OK, I’m going to be a part of the solution rather than a part of the problem.
When it was announced the Paul McCartney was going to headline the 2015 Lollapalooza Festival, I was disgusted.
Lolla used to be a traveling circus of edgy alternative groups with cult status rather than mainstream chart toppers.
Now it is calling Chicago its home and had grown into a megamonster event and a lot more mainstream acts have joined in on the act. But Paul McCartney? He’s older than some kids’ great grandfathers for gosh sakes. This is just so wrong in so many ways.
Let the guy sell out Wrigley Field. Let him sell out Soldier Field. But keep him out of Lollapalooza, pal-eeze.
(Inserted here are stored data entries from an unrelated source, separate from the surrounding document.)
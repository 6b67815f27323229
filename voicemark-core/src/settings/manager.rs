use std::fs;
use std::path::{Path, PathBuf};

use anyhow::{Context, Result};

use crate::settings::config::Settings;

/// Loads settings once at startup. There is no runtime mutation: users edit
/// the TOML file directly and restart.
pub struct SettingsManager {
    settings_path: PathBuf,
    settings: Settings,
}

impl SettingsManager {
    /// Settings manager rooted at the default data directory
    /// (~/.voicemark/settings.toml).
    pub fn new() -> Result<Self> {
        Self::from_path(Self::default_settings_path()?)
    }

    /// Settings manager for a specific file. A missing file is created with
    /// defaults so the user has something to edit.
    pub fn from_path(path: PathBuf) -> Result<Self> {
        if !path.exists() {
            if let Some(parent) = path.parent() {
                fs::create_dir_all(parent)
                    .with_context(|| format!("Failed to create directory {}", parent.display()))?;
            }
            write_settings(&path, &Settings::default())?;
        }

        let settings = Self::load_from_file_with_backup(&path)?;

        Ok(Self {
            settings_path: path,
            settings,
        })
    }

    fn default_settings_path() -> Result<PathBuf> {
        let home = dirs::home_dir().context("Failed to get home directory")?;
        Ok(home.join(".voicemark").join("settings.toml"))
    }

    /// Load settings from a TOML file, moving a corrupted file aside and
    /// starting over from defaults rather than refusing to boot.
    fn load_from_file_with_backup(path: &Path) -> Result<Settings> {
        if !path.exists() {
            return Ok(Settings::default());
        }

        let contents = fs::read_to_string(path)
            .with_context(|| format!("Failed to read settings from {}", path.display()))?;

        match toml::from_str(&contents) {
            Ok(settings) => Ok(settings),
            Err(_) => {
                let backup_path = path.with_extension("toml.backup");
                fs::rename(path, &backup_path).with_context(|| {
                    format!(
                        "Failed to back up corrupted settings to {}",
                        backup_path.display()
                    )
                })?;

                let defaults = Settings::default();
                write_settings(path, &defaults)?;
                Ok(defaults)
            }
        }
    }

    pub fn settings(&self) -> &Settings {
        &self.settings
    }

    pub fn path(&self) -> &Path {
        &self.settings_path
    }
}

fn write_settings(path: &Path, settings: &Settings) -> Result<()> {
    let contents = toml::to_string_pretty(settings).context("Failed to serialize settings")?;
    fs::write(path, contents)
        .with_context(|| format!("Failed to write settings to {}", path.display()))?;
    Ok(())
}
use std::sync::atomic::{AtomicBool, Ordering};
use std::sync::Arc;

use log::{debug, info, warn};
use rayon::prelude::*;
use rayon::{ThreadPool, ThreadPoolBuilder};

use crate::ack::Evaluate;
use crate::config::SearchConfig;
use crate::error::{EvalError, SearchError};

#[derive(Debug, Clone, PartialEq, Eq)]
pub enum SearchOutcome {
    /// Smallest register in range that produces the target output.
    Found(u16),
    NotFound,
    /// Stopped by the cancel flag; `next` is the first register not checked.
    Cancelled { next: u16 },
    Aborted { register: u16, error: EvalError },
}

#[derive(Debug)]
enum Trial {
    Match,
    Miss,
    Skipped,
    Abort(EvalError),
}

pub struct RegisterSearch {
    config: SearchConfig,
    cancel: Arc<AtomicBool>,
}

impl RegisterSearch {
    pub fn new(config: SearchConfig) -> Result<Self, SearchError> {
        Self::with_cancel(config, Arc::new(AtomicBool::new(false)))
    }

    pub fn with_cancel(config: SearchConfig, cancel: Arc<AtomicBool>) -> Result<Self, SearchError> {
        config.validate()?;
        Ok(RegisterSearch { config, cancel })
    }

    pub fn config(&self) -> &SearchConfig {
        &self.config
    }

    pub fn cancel_flag(&self) -> Arc<AtomicBool> {
        Arc::clone(&self.cancel)
    }

    /// Try registers in ascending order, calling `progress` with every
    /// register divisible by `progress_every`. With more than one job the
    /// progress calls arrive out of order, but the outcome is the same.
    pub fn run<P>(&self, progress: P) -> Result<SearchOutcome, SearchError>
        where P: Fn(u16) + Sync
    {
        let pool = self.pool(self.config.jobs)?;
        info!(
            "searching registers {}..{} for f({}, {}) = {} with {} job(s)",
            self.config.start,
            self.config.range_size,
            self.config.target_x,
            self.config.target_y,
            self.config.target_output,
            self.config.jobs
        );
        let outcome = if self.config.jobs == 1 {
            pool.install(|| self.sequential(&progress))
        } else {
            pool.install(|| self.parallel(&progress))
        };
        match &outcome {
            SearchOutcome::Found(r) => info!("register {} passes the check", r),
            SearchOutcome::NotFound => info!("no register in range passes the check"),
            SearchOutcome::Cancelled { next } => {
                warn!("search cancelled before register {}", next)
            }
            SearchOutcome::Aborted { register, error } => {
                warn!("search aborted at register {}: {}", register, error)
            }
        }
        Ok(outcome)
    }

    /// Recompute the check for `r` with the evaluator the search did not use.
    pub fn verify(&self, r: u16) -> Result<bool, SearchError> {
        let config = &self.config;
        let kind = config.evaluator.other();
        let pool = self.pool(1)?;
        let value = pool.install(|| {
            kind.build(config.max_depth)
                .evaluate(config.target_x, config.target_y, r)
        })?;
        debug!("verify register {} with {:?} evaluator: got {}", r, kind, value);
        Ok(value == config.target_output)
    }

    fn pool(&self, threads: usize) -> Result<ThreadPool, SearchError> {
        let pool = ThreadPoolBuilder::new()
            .num_threads(threads)
            .stack_size(self.config.stack_size)
            .build()?;
        Ok(pool)
    }

    fn should_report(&self, r: u16) -> bool {
        let every = self.config.progress_every;
        every != 0 && r % every == 0
    }

    fn trial(&self, evaluator: &mut dyn Evaluate, r: u16) -> Trial {
        let config = &self.config;
        evaluator.reset();
        match evaluator.evaluate(config.target_x, config.target_y, r) {
            Ok(v) if v == config.target_output => Trial::Match,
            Ok(v) => {
                debug!("register {}: got {}", r, v);
                Trial::Miss
            }
            Err(e) => Trial::Abort(e),
        }
    }

    fn sequential(&self, progress: &(dyn Fn(u16) + Sync)) -> SearchOutcome {
        let mut evaluator = self.config.evaluator.build(self.config.max_depth);
        for r in self.config.start..self.config.range_size {
            if self.cancel.load(Ordering::Relaxed) {
                return SearchOutcome::Cancelled { next: r };
            }
            if self.should_report(r) {
                progress(r);
            }
            match self.trial(&mut *evaluator, r) {
                Trial::Match => return SearchOutcome::Found(r),
                Trial::Miss | Trial::Skipped => (),
                Trial::Abort(error) => return SearchOutcome::Aborted { register: r, error },
            }
        }
        SearchOutcome::NotFound
    }

    fn parallel(&self, progress: &(dyn Fn(u16) + Sync)) -> SearchOutcome {
        let config = &self.config;
        let first = (config.start..config.range_size)
            .into_par_iter()
            .map_init(
                || config.evaluator.build(config.max_depth),
                |evaluator, r| {
                    if self.cancel.load(Ordering::Relaxed) {
                        return (r, Trial::Skipped);
                    }
                    if self.should_report(r) {
                        progress(r);
                    }
                    (r, self.trial(&mut **evaluator, r))
                },
            )
            .find_first(|(_, trial)| !matches!(trial, Trial::Miss));
        match first {
            None => SearchOutcome::NotFound,
            Some((r, Trial::Match)) => SearchOutcome::Found(r),
            Some((r, Trial::Skipped)) => SearchOutcome::Cancelled { next: r },
            Some((r, Trial::Abort(error))) => SearchOutcome::Aborted { register: r, error },
            Some((_, Trial::Miss)) => SearchOutcome::NotFound,
        }
    }
}

#[cfg(test)]
mod tests {
    use super::*;
    use crate::ack::pure_ack;
    use crate::config::EvaluatorKind;
    use std::sync::Mutex;

    fn config(x: u16, y: u16, output: u16) -> SearchConfig {
        SearchConfig {
            target_x: x,
            target_y: y,
            target_output: output,
            stack_size: 256 << 20,
            ..SearchConfig::default()
        }
    }

    fn run(config: SearchConfig) -> SearchOutcome {
        RegisterSearch::new(config).unwrap().run(|_| ()).unwrap()
    }

    fn brute_force(x: u32, y: u32, output: u32, below: u32) -> Option<u16> {
        (0..below).find(|&r| pure_ack(x, y, r) == output).map(|r| r as u16)
    }

    #[test]
    fn every_register_matches_so_smallest_wins() {
        assert_eq!(run(config(0, 5, 6)), SearchOutcome::Found(0));
        let resumed = SearchConfig { start: 10, ..config(0, 5, 6) };
        assert_eq!(run(resumed), SearchOutcome::Found(10));
    }

    #[test]
    fn finds_smallest_register_for_small_targets() {
        for &kind in &[EvaluatorKind::Recursive, EvaluatorKind::Iterative] {
            let one = SearchConfig { evaluator: kind, ..config(1, 1, 6) };
            assert_eq!(run(one), SearchOutcome::Found(4));
            let two = SearchConfig { evaluator: kind, ..config(2, 1, 11) };
            assert_eq!(run(two), SearchOutcome::Found(3));
        }
        assert_eq!(brute_force(1, 1, 6, 50), Some(4));
        assert_eq!(brute_force(2, 1, 11, 50), Some(3));
    }

    #[test]
    fn exhausted_range_is_not_found() {
        let config = SearchConfig { range_size: 200, ..config(0, 5, 7) };
        assert_eq!(run(config), SearchOutcome::NotFound);
    }

    #[test]
    fn parallel_returns_the_smallest_match() {
        let all = SearchConfig { jobs: 4, ..config(0, 5, 6) };
        assert_eq!(run(all), SearchOutcome::Found(0));
        let two = SearchConfig { jobs: 4, ..config(2, 1, 11) };
        assert_eq!(run(two), SearchOutcome::Found(3));
        let none = SearchConfig { jobs: 3, range_size: 300, ..config(0, 5, 7) };
        assert_eq!(run(none), SearchOutcome::NotFound);
    }

    #[test]
    fn cancel_flag_stops_before_first_trial() {
        let cancel = Arc::new(AtomicBool::new(true));
        let resumed = SearchConfig { start: 7, ..config(0, 5, 6) };
        let search = RegisterSearch::with_cancel(resumed, cancel).unwrap();
        assert_eq!(search.run(|_| ()).unwrap(), SearchOutcome::Cancelled { next: 7 });

        let search = RegisterSearch::new(SearchConfig { jobs: 2, ..config(0, 5, 6) }).unwrap();
        search.cancel_flag().store(true, Ordering::SeqCst);
        assert_eq!(search.run(|_| ()).unwrap(), SearchOutcome::Cancelled { next: 0 });
    }

    #[test]
    fn depth_limit_aborts_search() {
        for &jobs in &[1, 2] {
            let config = SearchConfig { max_depth: 2, jobs, ..config(2, 2, 6) };
            assert_eq!(
                run(config),
                SearchOutcome::Aborted { register: 0, error: EvalError::DepthLimit { limit: 2 } }
            );
        }
    }

    #[test]
    fn progress_reports_every_hundredth_register() {
        let seen = Mutex::new(Vec::new());
        let config = SearchConfig { range_size: 350, ..config(0, 5, 7) };
        let outcome = RegisterSearch::new(config)
            .unwrap()
            .run(|r| seen.lock().unwrap().push(r))
            .unwrap();
        assert_eq!(outcome, SearchOutcome::NotFound);
        assert_eq!(seen.into_inner().unwrap(), vec![0, 100, 200, 300]);
    }

    #[test]
    fn invalid_config_is_rejected() {
        let config = SearchConfig { range_size: 40000, ..SearchConfig::default() };
        assert!(RegisterSearch::new(config).is_err());
    }

    #[test]
    fn window_around_known_answer() {
        let config = SearchConfig { start: 25730, range_size: 25740, ..config(4, 1, 6) };
        let search = RegisterSearch::new(config).unwrap();
        assert_eq!(search.run(|_| ()).unwrap(), SearchOutcome::Found(25734));
        assert!(search.verify(25734).unwrap());
        assert!(!search.verify(25733).unwrap());
    }

    #[test]
    #[ignore = "tries ~25k registers"]
    fn seeded_search() {
        let jobs = std::thread::available_parallelism().map(|n| n.get()).unwrap_or(1);
        let search = RegisterSearch::new(SearchConfig { jobs, ..config(4, 1, 6) }).unwrap();
        let r = match search.run(|_| ()).unwrap() {
            SearchOutcome::Found(r) => r,
            other => panic!("expected an answer, got {:?}", other),
        };
        assert!(search.verify(r).unwrap());
        assert_eq!(r, 25734);
    }
}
Oh, well, I am spitting in the wind if I think that it’s going to change. Sir Paul will be there with his AFM and AARP cards on July 31 whether I like it or not.
So I will suggest a set list from his career more worthy of Lollapalooza.
First off, Sir Paul has a lot of lame garbage in his collection. So we’ll allow him a few soft ballads but NOTHING from “Give My Regards to Broad Street.” No “Ebony and Ivory” either.
Let’s keep this bad boy to about 90 minutes because if it goes any longer, the real McCartney fans will be nodding off to sleep because it will be past our, er, their bedtime. And they have to get home to soak their feet.
So here is what Sir Paul should play:
Revolution: Let’s open the show with a big scream and some guitars and catch the attention of the teens in the crowd wondering “Why am I here?” This Beatles rocker should get the show off on a good note.
Back in the U.S.S.R.: As long as we have everybody on their feet, let’s throw in this Chuck Berry romp that the Beatles covered.
Another Day: This give us old goats, er, those old goats a chance to sit down and rest with this medium-tempo hit from the early days of his solo career.
Uncle Albert/Admiral Halsey: Another big hit from his early solo career, this song is so offbeat some of the shoegazers and avant garde crowd in the funny outfits might stop what they are doing and give it a listen.
Helter Skelter: OK, everybody back on their feet again! Make it loud enough to let Mr. Manson hear it in his cell in California.
I’m Down: A short Beatles B-side with more screaming and guitar that is worth plugging in here.
Ballroom Dancing: Not too fast. Not too slow. It’s just a cool song from his “Tug of War” album that isn’t played too much, but is worth reviving here.
Transpiritual Stomp: Now THIS is the ultimate McCartney Lolla song. Few know or remember that Sir Paul started up a group called The Fireman and recorded some offbeat songs. This is more Brian Eno than Brian Epstein. This song, off the 1993 “Strawberries Oceans Ships Forest” is an ambient techno piece that should fascinate some of the younger crowd and, if it is played in its full nine minutes, could give the older crowd time for a little nap. I would add more of his Fireman work to the concert, but this is all one big moneygrab, so let’s just stick with some of the basics.
You’ve Got To Hide Your Love Away: I’ve always been bored by this song except when Pearl Jam puts its spin on it. So, we bring up Eddie Vedder to play guitar and sing it and let Sir Paul take a three- or four-minute break.
Rock Show: This is just a great, great live song from his Wings days for a festival of this size and he can change the lyrics around to localize Chicago and the Lollapalooza fest.
Live and Let Die: This is a good spot for another Wings-ding for rock fans and James Bond fans as well.
Hi, Hi, Hi: OK, we’re done with the Wings era after this fist-in-the-air rocker.
I Saw Her Standing There: Ratchet this baby up like Elton John and John Lennon did many years ago and you have a great way to end the regular part of this event.
And now for the one encore:
Hey Jude: He can’t leave town without playing this one, but how can we make this special?
Well, when it’s time for the na-na-na-na-na part of the song, various acts from the fest can start to fill the stage. You can have Florence and her Machine. You can have members of TV on the Radio, Of Monsters and Men, the Alabama Shakes with the Shakey Graves, the Black Tiger Sex Machine, Mista Cookie Jar and the Chocolate Chips, Sam Smith and even one of the chaps from Metallica to all cram the stage and have the tens of thousands of fans na-na-na-ing in unison for about 10 minutes.